**Material provided**
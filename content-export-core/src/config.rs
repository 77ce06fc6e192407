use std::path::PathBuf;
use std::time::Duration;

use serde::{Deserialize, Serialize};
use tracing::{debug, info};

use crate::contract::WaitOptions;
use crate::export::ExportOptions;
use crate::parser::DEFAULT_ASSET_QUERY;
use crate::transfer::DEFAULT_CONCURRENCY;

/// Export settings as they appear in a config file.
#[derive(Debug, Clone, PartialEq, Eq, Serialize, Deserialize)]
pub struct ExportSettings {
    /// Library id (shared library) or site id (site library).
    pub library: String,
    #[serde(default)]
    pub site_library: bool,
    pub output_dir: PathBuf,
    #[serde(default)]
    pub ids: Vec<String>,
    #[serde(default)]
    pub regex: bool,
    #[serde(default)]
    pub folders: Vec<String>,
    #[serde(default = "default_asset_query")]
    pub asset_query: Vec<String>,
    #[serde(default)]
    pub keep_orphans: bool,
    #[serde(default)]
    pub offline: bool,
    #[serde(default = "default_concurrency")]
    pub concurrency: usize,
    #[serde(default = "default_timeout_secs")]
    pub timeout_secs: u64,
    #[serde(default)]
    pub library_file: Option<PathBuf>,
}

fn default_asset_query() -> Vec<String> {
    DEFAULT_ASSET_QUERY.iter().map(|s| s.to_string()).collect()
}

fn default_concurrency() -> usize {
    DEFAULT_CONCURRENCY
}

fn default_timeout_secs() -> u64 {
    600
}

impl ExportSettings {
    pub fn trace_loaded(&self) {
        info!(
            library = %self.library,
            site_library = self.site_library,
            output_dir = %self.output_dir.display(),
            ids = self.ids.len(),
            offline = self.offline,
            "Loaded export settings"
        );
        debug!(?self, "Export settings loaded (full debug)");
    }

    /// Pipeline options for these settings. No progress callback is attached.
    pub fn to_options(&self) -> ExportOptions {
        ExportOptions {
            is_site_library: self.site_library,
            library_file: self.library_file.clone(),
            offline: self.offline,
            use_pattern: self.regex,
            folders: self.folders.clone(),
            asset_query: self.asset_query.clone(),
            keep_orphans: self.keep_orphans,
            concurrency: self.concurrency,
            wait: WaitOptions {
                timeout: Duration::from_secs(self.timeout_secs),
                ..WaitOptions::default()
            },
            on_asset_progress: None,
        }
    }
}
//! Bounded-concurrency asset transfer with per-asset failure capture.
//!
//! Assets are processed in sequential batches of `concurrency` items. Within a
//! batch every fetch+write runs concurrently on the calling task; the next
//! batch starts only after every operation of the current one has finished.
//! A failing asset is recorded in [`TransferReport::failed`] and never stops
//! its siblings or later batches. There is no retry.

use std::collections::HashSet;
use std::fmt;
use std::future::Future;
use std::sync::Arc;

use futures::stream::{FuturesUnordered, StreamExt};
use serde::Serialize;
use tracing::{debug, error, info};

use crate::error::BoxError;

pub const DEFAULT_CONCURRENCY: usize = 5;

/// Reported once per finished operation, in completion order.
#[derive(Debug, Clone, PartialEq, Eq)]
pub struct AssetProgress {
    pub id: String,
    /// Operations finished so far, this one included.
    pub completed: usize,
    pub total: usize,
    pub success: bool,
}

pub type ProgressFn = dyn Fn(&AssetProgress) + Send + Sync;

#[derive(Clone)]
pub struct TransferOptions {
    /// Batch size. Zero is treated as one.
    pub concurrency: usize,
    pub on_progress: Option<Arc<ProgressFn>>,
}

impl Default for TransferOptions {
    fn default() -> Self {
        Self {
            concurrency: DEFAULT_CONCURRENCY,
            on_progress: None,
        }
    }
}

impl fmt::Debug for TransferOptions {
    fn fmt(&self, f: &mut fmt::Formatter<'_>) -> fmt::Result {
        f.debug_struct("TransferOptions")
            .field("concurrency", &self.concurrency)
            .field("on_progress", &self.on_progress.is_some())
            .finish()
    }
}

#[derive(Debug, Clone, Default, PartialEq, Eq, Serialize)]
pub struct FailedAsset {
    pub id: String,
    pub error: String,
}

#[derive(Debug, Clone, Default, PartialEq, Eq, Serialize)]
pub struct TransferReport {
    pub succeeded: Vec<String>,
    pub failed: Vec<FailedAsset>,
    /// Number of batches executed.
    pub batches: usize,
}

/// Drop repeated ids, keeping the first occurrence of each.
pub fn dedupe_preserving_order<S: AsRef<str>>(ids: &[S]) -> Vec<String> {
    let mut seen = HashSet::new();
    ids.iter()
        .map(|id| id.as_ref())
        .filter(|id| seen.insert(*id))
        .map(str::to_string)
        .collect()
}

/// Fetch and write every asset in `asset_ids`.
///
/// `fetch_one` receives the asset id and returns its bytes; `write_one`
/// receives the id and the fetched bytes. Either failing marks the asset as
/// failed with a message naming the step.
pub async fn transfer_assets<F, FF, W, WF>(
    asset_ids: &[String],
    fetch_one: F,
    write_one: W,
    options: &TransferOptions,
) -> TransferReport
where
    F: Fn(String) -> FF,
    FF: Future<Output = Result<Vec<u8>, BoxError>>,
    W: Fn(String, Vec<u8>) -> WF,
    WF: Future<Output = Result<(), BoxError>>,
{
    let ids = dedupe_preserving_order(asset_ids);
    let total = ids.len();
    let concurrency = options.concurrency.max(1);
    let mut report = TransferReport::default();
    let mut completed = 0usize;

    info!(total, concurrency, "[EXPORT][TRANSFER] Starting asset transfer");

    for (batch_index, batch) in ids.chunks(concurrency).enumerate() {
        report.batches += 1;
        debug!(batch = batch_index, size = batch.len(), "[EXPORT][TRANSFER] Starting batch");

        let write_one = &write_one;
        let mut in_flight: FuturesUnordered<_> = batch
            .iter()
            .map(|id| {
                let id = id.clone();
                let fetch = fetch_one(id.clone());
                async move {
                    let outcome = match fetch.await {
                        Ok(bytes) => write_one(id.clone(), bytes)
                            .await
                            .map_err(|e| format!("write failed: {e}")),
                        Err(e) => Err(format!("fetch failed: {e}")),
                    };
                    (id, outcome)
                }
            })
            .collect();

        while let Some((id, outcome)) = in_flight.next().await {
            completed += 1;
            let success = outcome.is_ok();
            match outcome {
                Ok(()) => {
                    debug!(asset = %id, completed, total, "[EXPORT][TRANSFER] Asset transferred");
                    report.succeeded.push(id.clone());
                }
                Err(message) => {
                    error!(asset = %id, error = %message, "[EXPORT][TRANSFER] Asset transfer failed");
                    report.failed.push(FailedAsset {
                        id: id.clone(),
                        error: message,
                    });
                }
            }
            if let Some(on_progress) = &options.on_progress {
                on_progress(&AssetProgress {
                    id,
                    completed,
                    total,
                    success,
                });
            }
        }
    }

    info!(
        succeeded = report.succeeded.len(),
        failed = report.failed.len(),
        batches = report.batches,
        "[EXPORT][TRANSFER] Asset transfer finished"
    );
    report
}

**Work instructions**
Every entry above needs to be written out again exactly.

**Problem solution**
filename content-export-core/src/config.rs
repository 77ce06fc6e192407
use std::path::PathBuf;
use std::time::Duration;

use serde::{Deserialize, Serialize};
use tracing::{debug, info};

use crate::contract::WaitOptions;
use crate::export::ExportOptions;
use crate::parser::DEFAULT_ASSET_QUERY;
use crate::transfer::DEFAULT_CONCURRENCY;

/// Export settings as they appear in a config file.
#[derive(Debug, Clone, PartialEq, Eq, Serialize, Deserialize)]
pub struct ExportSettings {
    /// Library id (shared library) or site id (site library).
    pub library: String,
    #[serde(default)]
    pub site_library: bool,
    pub output_dir: PathBuf,
    #[serde(default)]
    pub ids: Vec<String>,
    #[serde(default)]
    pub regex: bool,
    #[serde(default)]
    pub folders: Vec<String>,
    #[serde(default = "default_asset_query")]
    pub asset_query: Vec<String>,
    #[serde(default)]
    pub keep_orphans: bool,
    #[serde(default)]
    pub offline: bool,
    #[serde(default = "default_concurrency")]
    pub concurrency: usize,
    #[serde(default = "default_timeout_secs")]
    pub timeout_secs: u64,
    #[serde(default)]
    pub library_file: Option<PathBuf>,
}

fn default_asset_query() -> Vec<String> {
    DEFAULT_ASSET_QUERY.iter().map(|s| s.to_string()).collect()
}

fn default_concurrency() -> usize {
    DEFAULT_CONCURRENCY
}

fn default_timeout_secs() -> u64 {
    600
}

impl ExportSettings {
    pub fn trace_loaded(&self) {
        info!(
            library = %self.library,
            site_library = self.site_library,
            output_dir = %self.output_dir.display(),
            ids = self.ids.len(),
            offline = self.offline,
            "Loaded export settings"
        );
        debug!(?self, "Export settings loaded (full debug)");
    }

    /// Pipeline options for these settings. No progress callback is attached.
    pub fn to_options(&self) -> ExportOptions {
        ExportOptions {
            is_site_library: self.site_library,
            library_file: self.library_file.clone(),
            offline: self.offline,
            use_pattern: self.regex,
            folders: self.folders.clone(),
            asset_query: self.asset_query.clone(),
            keep_orphans: self.keep_orphans,
            concurrency: self.concurrency,
            wait: WaitOptions {
                timeout: Duration::from_secs(self.timeout_secs),
                ..WaitOptions::default()
            },
            on_asset_progress: None,
        }
    }
}
//! Bounded-concurrency asset transfer with per-asset failure capture.
//!
//! Assets are processed in sequential batches of `concurrency` items. Within a
//! batch every fetch+write runs concurrently on the calling task; the next
//! batch starts only after every operation of the current one has finished.
//! A failing asset is recorded in [`TransferReport::failed`] and never stops
//! its siblings or later batches. There is no retry.

use std::collections::HashSet;
use std::fmt;
use std::future::Future;
use std::sync::Arc;

use futures::stream::{FuturesUnordered, StreamExt};
use serde::Serialize;
use tracing::{debug, error, info};

use crate::error::BoxError;

pub const DEFAULT_CONCURRENCY: usize = 5;

/// Reported once per finished operation, in completion order.
#[derive(Debug, Clone, PartialEq, Eq)]
pub struct AssetProgress {
    pub id: String,
    /// Operations finished so far, this one included.
    pub completed: usize,
    pub total: usize,
    pub success: bool,
}

pub type ProgressFn = dyn Fn(&AssetProgress) + Send + Sync;

#[derive(Clone)]
pub struct TransferOptions {
    /// Batch size. Zero is treated as one.
    pub concurrency: usize,
    pub on_progress: Option<Arc<ProgressFn>>,
}

impl Default for TransferOptions {
    fn default() -> Self {
        Self {
            concurrency: DEFAULT_CONCURRENCY,
            on_progress: None,
        }
    }
}

impl fmt::Debug for TransferOptions {
    fn fmt(&self, f: &mut fmt::Formatter<'_>) -> fmt::Result {
        f.debug_struct("TransferOptions")
            .field("concurrency", &self.concurrency)
            .field("on_progress", &self.on_progress.is_some())
            .finish()
    }
}

#[derive(Debug, Clone, Default, PartialEq, Eq, Serialize)]
pub struct FailedAsset {
    pub id: String,
    pub error: String,
}

#[derive(Debug, Clone, Default, PartialEq, Eq, Serialize)]
pub struct TransferReport {
    pub succeeded: Vec<String>,
    pub failed: Vec<FailedAsset>,
    /// Number of batches executed.
    pub batches: usize,
}

/// Drop repeated ids, keeping the first occurrence of each.
pub fn dedupe_preserving_order<S: AsRef<str>>(ids: &[S]) -> Vec<String> {
    let mut seen = HashSet::new();
    ids.iter()
        .map(|id| id.as_ref())
        .filter(|id| seen.insert(*id))
        .map(str::to_string)
        .collect()
}

/// Fetch and write every asset in `asset_ids`.
///
/// `fetch_one` receives the asset id and returns its bytes; `write_one`
/// receives the id and the fetched bytes. Either failing marks the asset as
/// failed with a message naming the step.
pub async fn transfer_assets<F, FF, W, WF>(
    asset_ids: &[String],
    fetch_one: F,
    write_one: W,
    options: &TransferOptions,
) -> TransferReport
where
    F: Fn(String) -> FF,
    FF: Future<Output = Result<Vec<u8>, BoxError>>,
    W: Fn(String, Vec<u8>) -> WF,
    WF: Future<Output = Result<(), BoxError>>,
{
    let ids = dedupe_preserving_order(asset_ids);
    let total = ids.len();
    let concurrency = options.concurrency.max(1);
    let mut report = TransferReport::default();
    let mut completed = 0usize;

    info!(total, concurrency, "[EXPORT][TRANSFER] Starting asset transfer");

    for (batch_index, batch) in ids.chunks(concurrency).enumerate() {
        report.batches += 1;
        debug!(batch = batch_index, size = batch.len(), "[EXPORT][TRANSFER] Starting batch");

        let write_one = &write_one;
        let mut in_flight: FuturesUnordered<_> = batch
            .iter()
            .map(|id| {
                let id = id.clone();
                let fetch = fetch_one(id.clone());
                async move {
                    let outcome = match fetch.await {
                        Ok(bytes) => write_one(id.clone(), bytes)
                            .await
                            .map_err(|e| format!("write failed: {e}")),
                        Err(e) => Err(format!("fetch failed: {e}")),
                    };
                    (id, outcome)
                }
            })
            .collect();

        while let Some((id, outcome)) = in_flight.next().await {
            completed += 1;
            let success = outcome.is_ok();
            match outcome {
                Ok(()) => {
                    debug!(asset = %id, completed, total, "[EXPORT][TRANSFER] Asset transferred");
                    report.succeeded.push(id.clone());
                }
                Err(message) => {
                    error!(asset = %id, error = %message, "[EXPORT][TRANSFER] Asset transfer failed");
                    report.failed.push(FailedAsset {
                        id: id.clone(),
                        error: message,
                    });
                }
            }
            if let Some(on_progress) = &options.on_progress {
                on_progress(&AssetProgress {
                    id,
                    completed,
                    total,
                    success,
                });
            }
        }
    }

    info!(
        succeeded = report.succeeded.len(),
        failed = report.failed.len(),
        batches = report.batches,
        "[EXPORT][TRANSFER] Asset transfer finished"
    );
    report
}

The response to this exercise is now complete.